Quick question regarding keeping snakes venomous/non-venomous snakes in Illinois?
I don't know if we're allowed to post threads such as this, but, here goes nothing!
Here's basically the law, before anyone posts saying 'Read the law!':
No person may harbor, care for, act as a custodian, or maintain in his possession any dangerous animal or primate except at a properly maintained zoological park, federally licensed exhibit, circus, scientific institution, research laboratory, veterinary hospital or animal refuge. "Dangerous animal" means a lion, tiger, leopard, ocelot, jaguar, cheetah, margay, mountain lion, lynx, bobcat, jaguarundi, bear, hyena, wolf, coyote, or any poisonous life-threatening reptile. Persons who had lawful possession of a primate before Jan. 1, 2011, from continuing to possess that primate if the person registers the animal by providing written notification to the local animal control administrator on or before April 1, 2011. There are no state requirements for a person possessing other exotic species not defined as "dangerous animals."
I understand that someone who isn't qualified to keep a venomous snake isn't allowed to, but, is there a license you can have to keep such snakes? I haven't read anything about this on the internet, and I've checked sites. Although, I've heard for people that you're allowed to, only if you have a license. That's the part I'm confused it, is there such a license?
Also, does being a zoologist allow you to harbor such animals? For instance, I plan on majoring in herpetology in college, so would that allow me to 'bypass' the law in a sense? If someone could give me a clear answer to these questions I'd greatly appreciate it!
Re: Quick question regarding keeping snakes venomous/non-venomous snakes in Illinois?
Originally Posted by Jabberwocky Dragons
I don't see anything about venomous snakes. There's a clause about poisonous reptiles but I'm not sure what those are
Haha. I thought about that too, but, then came the idea if I was caught with the animals. I could try explaining that there's no such thing as a poisonous animal, but, I have a gut feeling that wouldn't work out too well.
After looking through more, I saw an article and got my question answered. You need to have at least $100,000 for each animal you have on hand in case it does get loose. That's just ridiculous. Who has that kind of money on hand? Do I look like Bill Gates?
Looks like I'm not going to be living in Illinois when I graduate college! Wonder what state would be good then...hmmm...haha
Last edited by theReptileGuy; 06-08-2012 at 07:28 PM.
So it is now illegal to even possess burms and retics in FL? That is news to me if it is the case.
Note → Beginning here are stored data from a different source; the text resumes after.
//! The state machine contract.

use super::state::{AsAny, State};
use crate::event::{Event, Payload, SelfDescribingJson};
use std::any::TypeId;
use std::panic::{self, AssertUnwindSafe};
use std::sync::Arc;
use tracing::error;

/// Schema that subscribes a capability to every event.
pub const WILDCARD_SCHEMA: &str = "*";

/// The five independently routed capabilities of a state machine.
#[derive(Clone, Copy, Debug, PartialEq, Eq, Hash)]
pub enum Capability {
    Transition,
    Entities,
    PayloadUpdate,
    AfterTrack,
    Filter,
}

impl Capability {
    pub const ALL: [Capability; 5] = [
        Capability::Transition,
        Capability::Entities,
        Capability::PayloadUpdate,
        Capability::AfterTrack,
        Capability::Filter,
    ];

    pub(crate) fn index(self) -> usize {
        match self {
            Capability::Transition => 0,
            Capability::Entities => 1,
            Capability::PayloadUpdate => 2,
            Capability::AfterTrack => 3,
            Capability::Filter => 4,
        }
    }
}

/// A unit of enrichment behavior, routed by event schema.
///
/// Every capability is gated by its own subscription list: a machine is only
/// asked to `transition` on schemas listed in
/// [`subscribed_schemas_for_transitions`](Self::subscribed_schemas_for_transitions),
/// only asked for `entities` on schemas listed for entity generation, and so
/// on. A list may name literal schemas, or [`WILDCARD_SCHEMA`] for every event.
/// Primitive events are routed by their event name instead of a schema.
///
/// All capabilities default to doing nothing, so a machine only implements
/// what it subscribes to. Capabilities must be pure and non-blocking; they
/// run on the serial executor (except `after_track`).
pub trait StateMachine: AsAny + Send + Sync {
    /// Identifier under which the machine is registered and its state stored.
    fn identifier(&self) -> &str;

    fn subscribed_schemas_for_transitions(&self) -> Vec<String> {
        Vec::new()
    }

    fn subscribed_schemas_for_entities_generation(&self) -> Vec<String> {
        Vec::new()
    }

    fn subscribed_schemas_for_payload_updating(&self) -> Vec<String> {
        Vec::new()
    }

    fn subscribed_schemas_for_after_track(&self) -> Vec<String> {
        Vec::new()
    }

    fn subscribed_schemas_for_filtering(&self) -> Vec<String> {
        Vec::new()
    }

    /// Compute the state after `event` from the state before it.
    ///
    /// Only called for self-describing events. The result replaces the
    /// stored state; `None` leaves the machine without state.
    fn transition(&self, _event: &Event, _state: Option<Arc<dyn State>>) -> Option<Arc<dyn State>> {
        None
    }

    /// Entities to attach to `event`, or `None` for no contribution.
    fn entities(&self, _event: &Event, _state: Option<&dyn State>) -> Option<Vec<SelfDescribingJson>> {
        None
    }

    /// Payload values to add to `event`. Only called for self-describing events.
    fn payload_values(&self, _event: &Event, _state: Option<&dyn State>) -> Option<Payload> {
        None
    }

    /// Notification that `event` was tracked. Runs on a background worker.
    fn after_track(&self, _event: &Event) {}

    /// `Some(false)` drops the event, `Some(true)` keeps it, `None` abstains.
    fn filter(&self, _event: &Event, _state: Option<&dyn State>) -> Option<bool> {
        None
    }
}

impl dyn StateMachine {
    /// Schemas the machine subscribed to for `capability`.
    pub fn subscriptions(&self, capability: Capability) -> Vec<String> {
        match capability {
            Capability::Transition => self.subscribed_schemas_for_transitions(),
            Capability::Entities => self.subscribed_schemas_for_entities_generation(),
            Capability::PayloadUpdate => self.subscribed_schemas_for_payload_updating(),
            Capability::AfterTrack => self.subscribed_schemas_for_after_track(),
            Capability::Filter => self.subscribed_schemas_for_filtering(),
        }
    }

    /// Concrete type of the machine behind the trait object.
    pub fn machine_type(&self) -> TypeId {
        self.as_any().type_id()
    }

    /// Run one capability call. A panic is logged and yields `None`, so the
    /// machine contributes nothing for this event.
    pub(crate) fn guarded<R>(&self, capability: Capability, call: impl FnOnce() -> R) -> Option<R> {
        match panic::catch_unwind(AssertUnwindSafe(call)) {
            Ok(result) => Some(result),
            Err(_) => {
                error!(machine = self.identifier(), ?capability, "state machine panicked");
                None
            }
        }
    }
}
As for the law in Illinois, you would have nothing to worry about if you were "caught" with a venemous snake. First of all, venemous and poisonous are not synonyms. Second, it says poisonous life-threatening reptile. Even if the aforementioned words were synonymous, it doesn't say and/or life threatening, meaning that animals that are just poisonous or life threatening, but not both, are exempt from that piece of legislation. By that logic snakes like copperheads would be exempt (no one, at least in the state of Missouri, has ever died from a copperhead bite), as would certain species of poison dart frogs would be allowed in IL as well.
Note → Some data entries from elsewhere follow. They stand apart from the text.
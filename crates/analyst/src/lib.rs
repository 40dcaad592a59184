pub mod clients;
pub mod config;
pub mod error;
pub mod host;
pub mod orchestrator;
pub mod trigger;
pub mod ui;

pub use clients::{AnalysisResult, PositionAnalyzer, StockfishOnlineClient};
pub use error::{AnalysisError, ConfigError, TransportError, TriggerError};
pub use orchestrator::{AnalysisOrchestrator, OrchestrationOutcome};
pub use trigger::{Activation, KeyAction, KeyBindings, TriggerController};
pub use ui::{TriggerState, UiContext};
As for your degree, have you found a program that offers herpetology as an undergraduate program? I remember looking before starting collge but couldn't find anything and ended up with a BS in Ecology and Evolutionary Biology. I'm partway through an MS in Rangeland Ecosystem Science at the moment, but even with these degrees I can get jobs that will deal with herpetologically oriented research. I help out in the herp lab at KU (University of Kansas) while an undergrad there and I also did field work in herpetological ecology. One bit of field work was tracking radio tagged timber rattlesnakes around their den site during the period of the year when they are out of brumation to determine how they move from a den and what their home range is. The other was a general population/species survey of snakes on Fort Leavenworth, KS. I had multiple different transects set up with pieces of sheet metal emplaced as artificial cover (snakes would be attracted by the metal catching heat during the day and use it as cover. the metal also attracted mice and as a result may have been bad for many of the smaller species that I observed as mice and voles will occasionally prey upon them). I was trying to find the existence of smooth earth snakes to either support or refute their threatened status in the state of KS.
Anyway - Hope that answered your question and gave you some insight as to what you can do in herpetology without a degree specifically in that field. I honestly feel that offering an undergraduate degree that specific in nature would have the potential to limit one's horizons for working in manny different general fields of biology. When do you plan to start college?